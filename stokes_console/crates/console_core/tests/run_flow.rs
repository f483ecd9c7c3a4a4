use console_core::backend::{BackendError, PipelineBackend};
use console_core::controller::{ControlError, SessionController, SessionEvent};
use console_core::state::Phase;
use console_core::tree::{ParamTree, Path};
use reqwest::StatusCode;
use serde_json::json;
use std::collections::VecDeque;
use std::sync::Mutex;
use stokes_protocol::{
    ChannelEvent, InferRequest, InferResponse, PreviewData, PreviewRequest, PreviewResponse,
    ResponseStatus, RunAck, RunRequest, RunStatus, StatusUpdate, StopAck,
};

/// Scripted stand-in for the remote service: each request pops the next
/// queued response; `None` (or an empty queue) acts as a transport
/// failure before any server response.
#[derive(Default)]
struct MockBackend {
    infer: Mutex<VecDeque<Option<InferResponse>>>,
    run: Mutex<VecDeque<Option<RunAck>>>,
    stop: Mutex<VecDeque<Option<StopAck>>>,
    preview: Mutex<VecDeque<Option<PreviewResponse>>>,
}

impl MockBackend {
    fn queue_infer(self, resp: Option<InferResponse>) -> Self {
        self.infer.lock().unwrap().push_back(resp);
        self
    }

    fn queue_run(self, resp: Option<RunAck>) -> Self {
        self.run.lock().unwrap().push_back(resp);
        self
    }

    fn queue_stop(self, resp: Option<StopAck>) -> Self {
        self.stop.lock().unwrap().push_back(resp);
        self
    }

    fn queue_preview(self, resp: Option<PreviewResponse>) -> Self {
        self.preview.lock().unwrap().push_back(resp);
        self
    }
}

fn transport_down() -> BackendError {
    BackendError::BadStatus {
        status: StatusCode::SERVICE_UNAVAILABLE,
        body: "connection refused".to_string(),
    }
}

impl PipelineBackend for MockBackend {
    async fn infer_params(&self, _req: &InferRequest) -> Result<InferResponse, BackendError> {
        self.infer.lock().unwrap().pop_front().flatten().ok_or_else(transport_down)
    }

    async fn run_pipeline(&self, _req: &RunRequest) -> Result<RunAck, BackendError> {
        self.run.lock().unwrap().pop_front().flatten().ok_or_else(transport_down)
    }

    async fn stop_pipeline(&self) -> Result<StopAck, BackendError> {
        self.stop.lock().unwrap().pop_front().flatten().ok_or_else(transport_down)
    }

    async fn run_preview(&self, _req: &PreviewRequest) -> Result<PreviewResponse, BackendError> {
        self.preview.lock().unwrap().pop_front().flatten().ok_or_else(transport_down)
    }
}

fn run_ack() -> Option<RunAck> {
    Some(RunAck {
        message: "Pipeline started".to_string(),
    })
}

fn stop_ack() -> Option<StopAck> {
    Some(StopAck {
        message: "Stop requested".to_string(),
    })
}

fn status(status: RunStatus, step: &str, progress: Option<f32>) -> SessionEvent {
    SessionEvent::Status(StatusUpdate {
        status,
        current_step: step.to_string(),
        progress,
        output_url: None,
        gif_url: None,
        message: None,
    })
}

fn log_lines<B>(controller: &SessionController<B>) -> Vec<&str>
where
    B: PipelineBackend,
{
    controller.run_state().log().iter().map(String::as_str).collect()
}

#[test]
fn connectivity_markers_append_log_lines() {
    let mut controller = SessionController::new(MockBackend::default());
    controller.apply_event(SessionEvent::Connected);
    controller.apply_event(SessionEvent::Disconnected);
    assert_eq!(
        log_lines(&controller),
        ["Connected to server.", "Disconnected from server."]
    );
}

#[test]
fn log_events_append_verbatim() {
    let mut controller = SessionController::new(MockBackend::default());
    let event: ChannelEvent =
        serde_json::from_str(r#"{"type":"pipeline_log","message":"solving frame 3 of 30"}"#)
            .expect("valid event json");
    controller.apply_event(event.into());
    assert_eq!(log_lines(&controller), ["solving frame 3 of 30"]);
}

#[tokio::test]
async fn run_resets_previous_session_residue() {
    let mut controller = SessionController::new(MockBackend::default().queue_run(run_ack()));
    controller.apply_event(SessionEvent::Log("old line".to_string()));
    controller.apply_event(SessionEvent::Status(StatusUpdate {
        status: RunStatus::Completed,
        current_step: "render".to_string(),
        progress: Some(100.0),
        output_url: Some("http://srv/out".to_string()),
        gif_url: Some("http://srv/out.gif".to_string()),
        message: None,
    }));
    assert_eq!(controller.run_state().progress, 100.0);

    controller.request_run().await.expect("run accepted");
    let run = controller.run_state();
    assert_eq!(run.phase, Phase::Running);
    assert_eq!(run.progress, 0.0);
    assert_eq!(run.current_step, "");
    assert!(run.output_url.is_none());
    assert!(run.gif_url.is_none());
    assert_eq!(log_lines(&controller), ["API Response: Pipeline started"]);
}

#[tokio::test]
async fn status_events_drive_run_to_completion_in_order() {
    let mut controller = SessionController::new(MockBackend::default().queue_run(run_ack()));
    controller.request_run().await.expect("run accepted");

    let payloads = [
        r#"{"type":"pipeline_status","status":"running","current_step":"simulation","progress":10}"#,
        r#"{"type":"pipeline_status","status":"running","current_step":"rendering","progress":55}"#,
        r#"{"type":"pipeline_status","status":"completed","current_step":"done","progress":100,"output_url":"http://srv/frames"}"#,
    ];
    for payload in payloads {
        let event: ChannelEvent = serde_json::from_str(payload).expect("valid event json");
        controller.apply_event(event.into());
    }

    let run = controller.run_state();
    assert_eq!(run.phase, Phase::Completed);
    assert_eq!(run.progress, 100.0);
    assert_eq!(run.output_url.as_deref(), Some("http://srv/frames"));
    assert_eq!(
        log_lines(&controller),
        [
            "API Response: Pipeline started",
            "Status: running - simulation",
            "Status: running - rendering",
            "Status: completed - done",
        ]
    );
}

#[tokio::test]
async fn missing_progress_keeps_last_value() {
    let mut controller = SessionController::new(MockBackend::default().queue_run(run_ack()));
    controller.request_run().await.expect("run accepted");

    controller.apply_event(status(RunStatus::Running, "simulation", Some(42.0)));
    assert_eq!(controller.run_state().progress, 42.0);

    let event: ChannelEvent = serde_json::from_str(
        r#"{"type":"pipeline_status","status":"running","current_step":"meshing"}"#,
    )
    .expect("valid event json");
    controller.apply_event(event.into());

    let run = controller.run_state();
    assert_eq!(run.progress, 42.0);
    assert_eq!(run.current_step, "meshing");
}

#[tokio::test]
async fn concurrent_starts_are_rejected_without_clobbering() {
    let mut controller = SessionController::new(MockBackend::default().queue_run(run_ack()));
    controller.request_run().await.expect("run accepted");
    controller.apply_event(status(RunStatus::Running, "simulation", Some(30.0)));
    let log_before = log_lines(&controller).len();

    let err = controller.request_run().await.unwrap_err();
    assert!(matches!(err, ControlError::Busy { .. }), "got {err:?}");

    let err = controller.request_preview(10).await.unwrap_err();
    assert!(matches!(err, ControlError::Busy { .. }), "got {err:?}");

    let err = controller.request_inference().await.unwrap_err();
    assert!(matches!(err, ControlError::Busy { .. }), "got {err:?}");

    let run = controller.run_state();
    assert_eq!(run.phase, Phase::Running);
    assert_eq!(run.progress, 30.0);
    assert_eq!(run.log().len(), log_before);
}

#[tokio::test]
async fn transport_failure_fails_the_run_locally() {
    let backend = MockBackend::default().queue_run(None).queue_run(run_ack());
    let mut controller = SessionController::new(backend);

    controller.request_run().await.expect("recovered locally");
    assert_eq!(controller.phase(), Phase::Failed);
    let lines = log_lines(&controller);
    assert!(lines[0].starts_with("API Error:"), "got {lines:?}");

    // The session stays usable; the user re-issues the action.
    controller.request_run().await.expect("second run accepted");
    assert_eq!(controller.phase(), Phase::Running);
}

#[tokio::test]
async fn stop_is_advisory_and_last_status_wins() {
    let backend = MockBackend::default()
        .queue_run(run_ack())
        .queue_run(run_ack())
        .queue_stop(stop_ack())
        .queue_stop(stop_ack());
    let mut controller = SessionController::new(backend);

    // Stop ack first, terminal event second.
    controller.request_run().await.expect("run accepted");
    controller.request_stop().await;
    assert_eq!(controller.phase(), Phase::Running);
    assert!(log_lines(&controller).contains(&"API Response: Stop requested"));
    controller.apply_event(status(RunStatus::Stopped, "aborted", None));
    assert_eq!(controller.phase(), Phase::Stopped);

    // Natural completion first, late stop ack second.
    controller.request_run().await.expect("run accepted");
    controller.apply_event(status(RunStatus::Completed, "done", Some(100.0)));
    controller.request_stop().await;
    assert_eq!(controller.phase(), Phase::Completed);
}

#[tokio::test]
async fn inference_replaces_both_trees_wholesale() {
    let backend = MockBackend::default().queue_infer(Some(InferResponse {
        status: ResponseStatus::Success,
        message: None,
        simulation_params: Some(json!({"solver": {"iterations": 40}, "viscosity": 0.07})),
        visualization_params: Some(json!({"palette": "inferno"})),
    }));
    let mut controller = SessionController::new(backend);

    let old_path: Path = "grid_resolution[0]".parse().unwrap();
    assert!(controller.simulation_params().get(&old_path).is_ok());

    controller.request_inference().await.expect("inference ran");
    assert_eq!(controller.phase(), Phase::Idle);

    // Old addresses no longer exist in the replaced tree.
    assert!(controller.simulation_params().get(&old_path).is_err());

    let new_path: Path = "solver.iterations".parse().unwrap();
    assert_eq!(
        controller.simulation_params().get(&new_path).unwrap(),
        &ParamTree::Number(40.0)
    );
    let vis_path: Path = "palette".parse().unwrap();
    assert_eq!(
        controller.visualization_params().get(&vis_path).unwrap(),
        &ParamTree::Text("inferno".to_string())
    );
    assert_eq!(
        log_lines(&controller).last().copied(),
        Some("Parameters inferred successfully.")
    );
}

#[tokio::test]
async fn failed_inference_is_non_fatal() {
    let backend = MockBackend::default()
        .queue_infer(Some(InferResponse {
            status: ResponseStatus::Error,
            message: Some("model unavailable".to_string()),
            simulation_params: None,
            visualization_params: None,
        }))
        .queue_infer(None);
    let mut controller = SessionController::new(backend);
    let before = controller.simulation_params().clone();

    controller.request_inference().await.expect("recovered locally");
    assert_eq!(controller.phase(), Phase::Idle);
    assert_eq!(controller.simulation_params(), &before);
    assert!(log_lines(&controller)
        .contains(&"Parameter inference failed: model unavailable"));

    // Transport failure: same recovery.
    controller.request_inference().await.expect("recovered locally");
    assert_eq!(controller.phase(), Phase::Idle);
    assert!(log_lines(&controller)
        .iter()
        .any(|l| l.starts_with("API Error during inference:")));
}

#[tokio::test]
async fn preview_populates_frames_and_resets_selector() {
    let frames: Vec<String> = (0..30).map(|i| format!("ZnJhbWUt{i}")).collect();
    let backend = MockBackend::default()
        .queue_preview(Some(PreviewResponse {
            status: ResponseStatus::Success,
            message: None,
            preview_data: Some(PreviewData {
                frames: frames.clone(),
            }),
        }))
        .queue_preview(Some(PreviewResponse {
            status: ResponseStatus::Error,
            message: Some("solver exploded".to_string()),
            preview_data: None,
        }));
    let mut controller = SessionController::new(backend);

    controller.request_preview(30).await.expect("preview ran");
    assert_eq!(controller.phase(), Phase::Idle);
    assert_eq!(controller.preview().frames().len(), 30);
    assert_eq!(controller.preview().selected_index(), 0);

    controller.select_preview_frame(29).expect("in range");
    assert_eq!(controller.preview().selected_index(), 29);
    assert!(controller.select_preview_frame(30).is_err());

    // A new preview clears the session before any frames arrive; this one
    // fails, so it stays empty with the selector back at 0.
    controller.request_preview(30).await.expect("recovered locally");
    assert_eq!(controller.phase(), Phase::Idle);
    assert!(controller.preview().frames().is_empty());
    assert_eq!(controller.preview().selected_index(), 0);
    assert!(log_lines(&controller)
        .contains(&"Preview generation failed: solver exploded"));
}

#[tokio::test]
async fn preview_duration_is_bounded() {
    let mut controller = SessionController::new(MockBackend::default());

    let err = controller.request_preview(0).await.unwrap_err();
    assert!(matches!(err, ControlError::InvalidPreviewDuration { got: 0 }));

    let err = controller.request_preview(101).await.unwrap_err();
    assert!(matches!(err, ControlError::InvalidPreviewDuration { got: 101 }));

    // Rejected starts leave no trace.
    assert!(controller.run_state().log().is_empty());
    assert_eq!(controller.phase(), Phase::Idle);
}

___

Assignment: Please return each line of the data above in which the word "lock" occurs.

Solution for this exercise:
        self.infer.lock().unwrap().push_back(resp);
        self.run.lock().unwrap().push_back(resp);
        self.stop.lock().unwrap().push_back(resp);
        self.preview.lock().unwrap().push_back(resp);
        self.infer.lock().unwrap().pop_front().flatten().ok_or_else(transport_down)
        self.run.lock().unwrap().pop_front().flatten().ok_or_else(transport_down)
        self.stop.lock().unwrap().pop_front().flatten().ok_or_else(transport_down)
        self.preview.lock().unwrap().pop_front().flatten().ok_or_else(transport_down)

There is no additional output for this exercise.